A letter of intent may be presented by one party to another party and subsequently negotiated before execution (or signature). If carefully negotiated, an LOI may serve to protect both parties to a transaction. For example, a seller of a business may incorporate what is known as a non-solicitation provision, which would restrict the buyer's ability to hire an employee of the seller's business should the two parties not be able to close the transaction. On the other hand, an LOI may protect the buyer of a business by making its obligation to complete the transaction conditional on securing financing.

== Purposes==
Common reasons for using a letter of intent include:
- allowing parties to sketch out fundamental terms quickly before expending substantial resources on negotiating definitive agreements, finalizing due diligence, pursuing third-party approvals and other matters
- to declare officially that the parties are negotiating, as in a merger or joint venture proposal
- to provide safeguards in case a deal collapses during negotiation
- to verify certain issues regarding payments made for someone else (e.g. credit card payments)

The potential downsides to using an LOI may include:
- The parties may engage in protracted negotiations on only a subset of the terms of a deal
- Management time and focus may be diverted
- Alternative opportunities may be missed and markets may move against the parties during negotiations
- Parties may set down an unworkable deal framework in an LOI, in the hope of making progress later
- Public disclosure obligations may be inadvertently triggered
- The risk of leaks, exacerbated by the desire of some to tout the LOI to the world, or shop it to other parties

==Specific examples==

In academia, a letter of intent, also often referred to as a statement of intent, is part of the admissions process for graduate programs.

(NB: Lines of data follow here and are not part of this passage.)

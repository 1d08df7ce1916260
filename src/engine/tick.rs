//! Tick Orchestration
//! Mission: One idempotent unit of work per scheduler trigger
//!
//! A tick acts on the bucket that ended most recently (never one still open
//! for play), waits out a grace period after the boundary so last-moment
//! bets can land, then sweeps a few earlier buckets so a delayed or missed
//! trigger catches up instead of losing a round.

use crate::{
    clock,
    engine::{draw, retention, settle},
    error::EngineError,
    games::Game,
    store::{PurgeStats, RoundStore},
};
use chrono::{DateTime, FixedOffset};
use rand::RngCore;
use serde::Serialize;
use tracing::debug;

#[derive(Debug, Clone)]
pub struct TickParams {
    /// Seconds after a bucket boundary before the closed bucket is acted on.
    pub grace_secs: i64,
    /// How many buckets before the target to re-check (0 disables catch-up).
    pub catchup_buckets: u32,
    /// Retention horizon in days (0 disables purging).
    pub retention_days: i64,
}

impl Default for TickParams {
    fn default() -> Self {
        Self {
            grace_secs: 5,
            catchup_buckets: 3,
            retention_days: 7,
        }
    }
}

#[derive(Debug, Serialize)]
pub struct CatchUpReport {
    pub round_id: String,
    pub draw: draw::DrawStatus,
    pub settled: u64,
}

/// What one invocation did. `TooEarly` is a successful no-op.
#[derive(Debug, Serialize)]
#[serde(tag = "status", rename_all = "snake_case")]
pub enum TickReport {
    TooEarly {
        round_id: String,
        retry_in_secs: i64,
    },
    Acted {
        round_id: String,
        draw: draw::DrawStatus,
        settle: settle::SettlementSummary,
        catch_up: Vec<CatchUpReport>,
        purged: Option<PurgeStats>,
    },
}

/// Run one tick for `game` as of `now`.
///
/// Callers pass the current local time explicitly; the function itself keeps
/// no clock state, so duplicate and out-of-order invocations are harmless.
pub async fn run_tick(
    store: &dyn RoundStore,
    game: &dyn Game,
    rng: &mut (dyn RngCore + Send),
    now: DateTime<FixedOffset>,
    params: &TickParams,
) -> Result<TickReport, EngineError> {
    let width = game.bucket_minutes();
    let target = clock::closed_round_id(now, width, 1);

    let past_boundary = clock::seconds_past_boundary(now, width);
    if past_boundary < params.grace_secs {
        debug!(game = game.id(), round = %target, "too early, grace period still open");
        return Ok(TickReport::TooEarly {
            round_id: target,
            retry_in_secs: params.grace_secs - past_boundary,
        });
    }

    let (_, draw_status) = draw::ensure_result(store, game, &target, rng).await?;
    let summary = settle::settle_round(store, game, &target).await?;

    let mut catch_up = Vec::new();
    for back in 2..=params.catchup_buckets.saturating_add(1) {
        let round_id = clock::closed_round_id(now, width, back);
        let (_, draw_status) = draw::ensure_result(store, game, &round_id, rng).await?;
        let summary = settle::settle_round(store, game, &round_id).await?;
        if summary.settled > 0 || draw_status == draw::DrawStatus::Drawn {
            catch_up.push(CatchUpReport {
                round_id,
                draw: draw_status,
                settled: summary.settled,
            });
        }
    }

    let purged = retention::sweep(store, game, now, params.retention_days).await;

    Ok(TickReport::Acted {
        round_id: target,
        draw: draw_status,
        settle: summary,
        catch_up,
        purged,
    })
}
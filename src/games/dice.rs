//! Three-dice game (1-minute rounds)
//!
//! Result: three dice 1-6 plus their total. Selections follow sic-bo
//! conventions: `big` (11-17), `small` (4-10), `odd`, `even` - all four lose
//! to a triple - or an exact total `"3"`..`"18"`.

use super::Game;
use anyhow::Result;
use rand::{Rng, RngCore};
use serde_json::{json, Value};

pub struct DiceGame;

/// Odds for exact-total selections, symmetric around 10/11.
fn total_odds(total: u32) -> Option<f64> {
    let odds = match total {
        3 | 18 => 180.0,
        4 | 17 => 60.0,
        5 | 16 => 30.0,
        6 | 15 => 18.0,
        7 | 14 => 12.0,
        8 | 13 => 9.0,
        9 | 12 => 8.0,
        10 | 11 => 7.0,
        _ => return None,
    };
    Some(odds)
}

fn parse_result(result: &Value) -> Option<([u32; 3], u32)> {
    let dice = result.get("dice")?.as_array()?;
    if dice.len() != 3 {
        return None;
    }
    let mut faces = [0u32; 3];
    for (i, d) in dice.iter().enumerate() {
        faces[i] = d.as_u64().filter(|&v| (1..=6).contains(&v))? as u32;
    }
    let total = result.get("total")?.as_u64()? as u32;
    if total != faces.iter().sum::<u32>() {
        return None;
    }
    Some((faces, total))
}

impl Game for DiceGame {
    fn id(&self) -> &'static str {
        "dice"
    }

    fn bucket_minutes(&self) -> u32 {
        1
    }

    fn draw(&self, rng: &mut dyn RngCore) -> Result<Value> {
        let dice: Vec<u32> = (0..3).map(|_| rng.gen_range(1..=6)).collect();
        let total: u32 = dice.iter().sum();
        Ok(json!({ "dice": dice, "total": total }))
    }

    fn validate_result(&self, result: &Value) -> Result<(), String> {
        parse_result(result)
            .map(|_| ())
            .ok_or_else(|| "dice result must be {dice: [three of 1-6], total: sum}".to_string())
    }

    fn wins(&self, selection: &str, result: &Value) -> bool {
        let Some((faces, total)) = parse_result(result) else {
            return false;
        };
        let triple = faces[0] == faces[1] && faces[1] == faces[2];
        match selection {
            "big" => !triple && (11..=17).contains(&total),
            "small" => !triple && (4..=10).contains(&total),
            "odd" => !triple && total % 2 == 1,
            "even" => !triple && total % 2 == 0,
            exact => exact.parse::<u32>().map(|n| n == total).unwrap_or(false),
        }
    }

    fn odds_for(&self, selection: &str) -> Option<f64> {
        match selection {
            "big" | "small" | "odd" | "even" => Some(1.95),
            exact => exact
                .parse::<u32>()
                .ok()
                .and_then(total_odds),
        }
    }
}

#[cfg(test)]
mod tests {
    use super::*;
    use rand::SeedableRng;
    use rand_chacha::ChaCha8Rng;

    fn result(d: [u32; 3]) -> Value {
        json!({ "dice": d, "total": d.iter().sum::<u32>() })
    }

    #[test]
    fn test_draw_stays_in_range() {
        let mut rng = ChaCha8Rng::seed_from_u64(7);
        for _ in 0..200 {
            let value = DiceGame.draw(&mut rng).unwrap();
            let (faces, total) = parse_result(&value).unwrap();
            assert!(faces.iter().all(|&f| (1..=6).contains(&f)));
            assert!((3..=18).contains(&total));
        }
    }

    #[test]
    fn test_big_small_resolution() {
        assert!(DiceGame.wins("big", &result([6, 5, 4])));
        assert!(!DiceGame.wins("small", &result([6, 5, 4])));
        assert!(DiceGame.wins("small", &result([1, 2, 3])));
        assert!(!DiceGame.wins("big", &result([1, 2, 3])));
    }

    #[test]
    fn test_triple_loses_even_money_bets() {
        let triple = result([4, 4, 4]);
        for sel in ["big", "small", "odd", "even"] {
            assert!(!DiceGame.wins(sel, &triple), "{sel} should lose on a triple");
        }
        // ...but an exact total still pays
        assert!(DiceGame.wins("12", &triple));
    }

    #[test]
    fn test_exact_total() {
        assert!(DiceGame.wins("13", &result([6, 4, 3])));
        assert!(!DiceGame.wins("12", &result([6, 4, 3])));
        assert!(!DiceGame.wins("banana", &result([6, 4, 3])));
    }

    #[test]
    fn test_odds_table() {
        assert_eq!(DiceGame.odds_for("big"), Some(1.95));
        assert_eq!(DiceGame.odds_for("3"), Some(180.0));
        assert_eq!(DiceGame.odds_for("10"), Some(7.0));
        assert_eq!(DiceGame.odds_for("19"), None);
        assert_eq!(DiceGame.odds_for("lucky"), None);
    }

    #[test]
    fn test_validate_result() {
        assert!(DiceGame.validate_result(&result([1, 5, 6])).is_ok());
        assert!(DiceGame
            .validate_result(&json!({ "dice": [1, 5], "total": 6 }))
            .is_err());
        assert!(DiceGame
            .validate_result(&json!({ "dice": [1, 5, 7], "total": 13 }))
            .is_err());
        // total must match the faces
        assert!(DiceGame
            .validate_result(&json!({ "dice": [1, 5, 6], "total": 13 }))
            .is_err());
    }
}
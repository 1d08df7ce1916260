//! Andar Bahar (1-minute rounds)
//!
//! Result: the lead card's rank, the winning side, and the position of the
//! matching card. The match index is drawn from a center-weighted candidate
//! list so mid-deck matches stay the common case.

use super::Game;
use anyhow::Result;
use rand::{Rng, RngCore};
use serde_json::{json, Value};

pub const RANKS: [&str; 13] = [
    "A", "2", "3", "4", "5", "6", "7", "8", "9", "10", "J", "Q", "K",
];

/// Positions 5-12 dominate, weighted toward the middle.
const MATCH_INDEX_CANDIDATES: [u32; 14] = [5, 6, 6, 7, 7, 7, 8, 8, 8, 9, 9, 10, 11, 12];

const DEFAULT_ODDS: f64 = 1.95;

pub struct AndarBahar;

impl Game for AndarBahar {
    fn id(&self) -> &'static str {
        "andar_bahar"
    }

    fn bucket_minutes(&self) -> u32 {
        1
    }

    fn draw(&self, rng: &mut dyn RngCore) -> Result<Value> {
        let lead_rank = RANKS[rng.gen_range(0..RANKS.len())];
        let side = if rng.gen_bool(0.5) { "andar" } else { "bahar" };
        let match_index = MATCH_INDEX_CANDIDATES[rng.gen_range(0..MATCH_INDEX_CANDIDATES.len())];
        Ok(json!({
            "lead_rank": lead_rank,
            "side": side,
            "match_index": match_index,
        }))
    }

    fn validate_result(&self, result: &Value) -> Result<(), String> {
        let side = result
            .get("side")
            .and_then(Value::as_str)
            .ok_or("side must be 'andar' or 'bahar'")?;
        if side != "andar" && side != "bahar" {
            return Err(format!("side '{side}' must be 'andar' or 'bahar'"));
        }
        let rank = result
            .get("lead_rank")
            .and_then(Value::as_str)
            .ok_or("lead_rank is required")?;
        if !RANKS.contains(&rank) {
            return Err(format!("lead_rank '{rank}' is not a card rank"));
        }
        if let Some(index) = result.get("match_index") {
            let valid = index.as_u64().map(|i| (1..=49).contains(&i)).unwrap_or(false);
            if !valid {
                return Err("match_index must be an integer between 1 and 49".to_string());
            }
        }
        Ok(())
    }

    fn wins(&self, selection: &str, result: &Value) -> bool {
        result
            .get("side")
            .and_then(Value::as_str)
            .map(|side| side == selection)
            .unwrap_or(false)
    }

    fn odds_for(&self, selection: &str) -> Option<f64> {
        matches!(selection, "andar" | "bahar").then_some(DEFAULT_ODDS)
    }
}

#[cfg(test)]
mod tests {
    use super::*;
    use rand::SeedableRng;
    use rand_chacha::ChaCha8Rng;

    #[test]
    fn test_draw_stays_in_outcome_set() {
        let mut rng = ChaCha8Rng::seed_from_u64(11);
        for _ in 0..200 {
            let value = AndarBahar.draw(&mut rng).unwrap();
            assert!(AndarBahar.validate_result(&value).is_ok());
            let index = value["match_index"].as_u64().unwrap() as u32;
            assert!(MATCH_INDEX_CANDIDATES.contains(&index));
        }
    }

    #[test]
    fn test_side_resolution() {
        let value = json!({ "lead_rank": "K", "side": "andar", "match_index": 7 });
        assert!(AndarBahar.wins("andar", &value));
        assert!(!AndarBahar.wins("bahar", &value));
        assert!(!AndarBahar.wins("tie", &value));
    }

    #[test]
    fn test_validate_rejects_bad_payloads() {
        assert!(AndarBahar
            .validate_result(&json!({ "lead_rank": "K", "side": "left" }))
            .is_err());
        assert!(AndarBahar
            .validate_result(&json!({ "lead_rank": "11", "side": "andar" }))
            .is_err());
        assert!(AndarBahar
            .validate_result(&json!({ "lead_rank": "K", "side": "andar", "match_index": 0 }))
            .is_err());
        // match_index is optional for manual results
        assert!(AndarBahar
            .validate_result(&json!({ "lead_rank": "K", "side": "bahar" }))
            .is_ok());
    }

    #[test]
    fn test_odds() {
        assert_eq!(AndarBahar.odds_for("andar"), Some(1.95));
        assert_eq!(AndarBahar.odds_for("bahar"), Some(1.95));
        assert_eq!(AndarBahar.odds_for("K"), None);
    }
}
//! HTTP middleware

pub mod rate_limit;

pub use rate_limit::{rate_limit_middleware, RateLimitConfig, RateLimiter};
//! Public HTTP surface

pub mod routes;

pub use routes::public_router;
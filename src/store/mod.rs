//! Round Store
//! Mission: The one shared mutable resource, behind conditional-write primitives
//!
//! The engine holds no authoritative state between invocations; every
//! coordination point (draw races, duplicate settlement, balance credits)
//! is a conditional write implemented by the store. The SQLite adapter in
//! [`sqlite`] is the production implementation.

pub mod sqlite;

use crate::error::StoreError;
use async_trait::async_trait;
use chrono::{DateTime, Utc};
use serde::{Deserialize, Serialize};
use serde_json::Value;

pub use sqlite::SqliteRoundStore;

/// One time bucket of one game.
#[derive(Debug, Clone, Serialize, Deserialize)]
pub struct Round {
    pub game_id: String,
    pub round_id: String,
    /// Game-specific payload; opaque to settlement beyond presence.
    pub result: Option<Value>,
    /// Once true, no automatic process may overwrite `result`.
    pub is_manual: bool,
    pub result_set_at: Option<DateTime<Utc>>,
}

#[derive(Debug, Clone, Copy, PartialEq, Eq, Serialize, Deserialize)]
#[serde(rename_all = "lowercase")]
pub enum BetStatus {
    Pending,
    Won,
    Lost,
}

impl BetStatus {
    pub fn as_str(&self) -> &'static str {
        match self {
            BetStatus::Pending => "pending",
            BetStatus::Won => "won",
            BetStatus::Lost => "lost",
        }
    }

    pub fn from_str(s: &str) -> Option<Self> {
        match s {
            "pending" => Some(BetStatus::Pending),
            "won" => Some(BetStatus::Won),
            "lost" => Some(BetStatus::Lost),
            _ => None,
        }
    }
}

/// A wager against one round. Amounts are currency minor units.
#[derive(Debug, Clone, Serialize, Deserialize)]
pub struct Bet {
    pub id: String,
    pub game_id: String,
    pub round_id: String,
    pub user_id: String,
    pub amount: i64,
    pub selection: String,
    pub odds: f64,
    pub status: BetStatus,
    pub payout: i64,
    /// False only for a won bet whose balance credit has not been confirmed.
    pub credited: bool,
    pub settled_at: Option<DateTime<Utc>>,
    pub created_at: DateTime<Utc>,
}

/// Outcome of a conditional round write. `Conflict` carries the row that won
/// instead - callers read it back rather than erroring.
#[derive(Debug, Clone)]
pub enum RoundWrite {
    Applied(Round),
    Conflict(Round),
}

/// One idempotent balance credit. Keys are per bet (`credit:{bet_id}`), so a
/// retried batch re-applies only what the ledger has not seen.
#[derive(Debug, Clone)]
pub struct CreditRequest {
    pub idempotency_key: String,
    pub amount: i64,
}

#[derive(Debug, Clone, Copy, Default, Serialize)]
pub struct PurgeStats {
    pub rounds: u64,
    pub bets: u64,
}

#[derive(Debug, Clone)]
pub enum BetPlacement {
    Accepted(Bet),
    InsufficientFunds,
}

#[async_trait]
pub trait RoundStore: Send + Sync {
    async fn get_round(&self, game_id: &str, round_id: &str) -> Result<Option<Round>, StoreError>;

    /// Conditional insert: writes the round only if no result exists yet.
    /// Two concurrent generators converge on one winner; the loser receives
    /// `Conflict` with the winning row.
    async fn insert_round_if_absent(&self, round: &Round) -> Result<RoundWrite, StoreError>;

    /// Overwrite an existing automatic result. Refuses (`Conflict`) if the
    /// round is manual or any of its bets has already left `pending` - a
    /// consumed result is frozen.
    async fn overwrite_auto_round(&self, round: &Round) -> Result<RoundWrite, StoreError>;

    /// Administrator write: upserts the round with `is_manual = true`.
    async fn upsert_manual_round(&self, round: &Round) -> Result<Round, StoreError>;

    async fn list_pending_bets(&self, game_id: &str, round_id: &str)
        -> Result<Vec<Bet>, StoreError>;

    /// Won bets whose balance credit is still outstanding.
    async fn list_uncredited_wins(
        &self,
        game_id: &str,
        round_id: &str,
    ) -> Result<Vec<Bet>, StoreError>;

    /// Compare-and-set: settles the bet only if it is still `pending`.
    /// Returns false when another invocation settled it first.
    async fn settle_bet_if_pending(
        &self,
        bet_id: &str,
        status: BetStatus,
        payout: i64,
        credited: bool,
        settled_at: DateTime<Utc>,
    ) -> Result<bool, StoreError>;

    /// Atomically apply every credit whose idempotency key is unseen and
    /// increment the user's balance by their sum. Returns the amount that
    /// was actually applied (0 when all keys were already spent).
    async fn credit_user_balance(
        &self,
        user_id: &str,
        credits: &[CreditRequest],
    ) -> Result<i64, StoreError>;

    async fn mark_bets_credited(&self, bet_ids: &[String]) -> Result<(), StoreError>;

    /// Reset every settled bet of a round back to `pending`. Dangerous;
    /// exposed only through the rate-limited admin re-open path.
    async fn reopen_round_bets(&self, game_id: &str, round_id: &str) -> Result<u64, StoreError>;

    /// Delete rounds and bets sorting strictly before `threshold_round_id`.
    async fn purge_before(
        &self,
        game_id: &str,
        threshold_round_id: &str,
    ) -> Result<PurgeStats, StoreError>;

    /// Atomically debit the stake and insert a pending bet.
    async fn place_bet(&self, bet: &Bet) -> Result<BetPlacement, StoreError>;

    async fn get_balance(&self, user_id: &str) -> Result<i64, StoreError>;
}

#[cfg(test)]
mod tests {
    use super::*;

    #[test]
    fn test_bet_status_round_trip() {
        for status in [BetStatus::Pending, BetStatus::Won, BetStatus::Lost] {
            assert_eq!(BetStatus::from_str(status.as_str()), Some(status));
        }
        assert_eq!(BetStatus::from_str("void"), None);
    }
}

The document, similar to a cover letter for a job application, a statement of purpose or an application essay, typically outlines an applicant's academic background, their interest in the chosen field of study, and how the specific graduate program relates to their career goals.

In education in the United States, letters of intent are also frequently reached between high school senior athletes and colleges and universities, for the reservation of athletic scholarships for the athletes upon graduation from high school. School administrators in secondary education often require a letter of intent before approving the formation of a student club.

In real estate, in cases where the real property in question is not listed on a multiple listing service, there may not be an easy way to notify the owner of the property and other interested parties of intent to purchase. Often it is necessary to officially begin the process of a purchase, and allow all peripheral interested parties to begin any other processes, with a letter of intent. For example, a multimillion-dollar loan for a commercial property may require a letter of intent before a financial institution will allow personnel to spend time working on the loan. A tenant and landlord may sign a letter of intent prior to signing a lease agreement to stipulate rental rates and the terms of the future tenancy.

In the solicitation of US government grants, a letter of intent is highly encouraged, but it is not required or binding, and does not enter into the review of a subsequent application. The information that it contains allows agency staff to estimate the potential workload and plan the review.

In the UK construction industry, it has been noted that "a significant element" within the industry appears to be "content to have their commercial and legal relationships defined on the basis of a letter of intent rather than by clear and definite contracts", as a consequence of which problems "often arise" in relation to liability. In 2012, the Ampleforth Abbey Trust, which runs Ampleforth College, successfully sued the project management firm Turner & Townsend, which had engaged a construction company to build residential accommodation for the Abbey's students on the basis of a series of letters of intent rather than a formal contract. The trust's position was undermined in the absence of a contract, and Turner & Townsend were held to have breached their duty of care in leaving the trust exposed without contractual protection.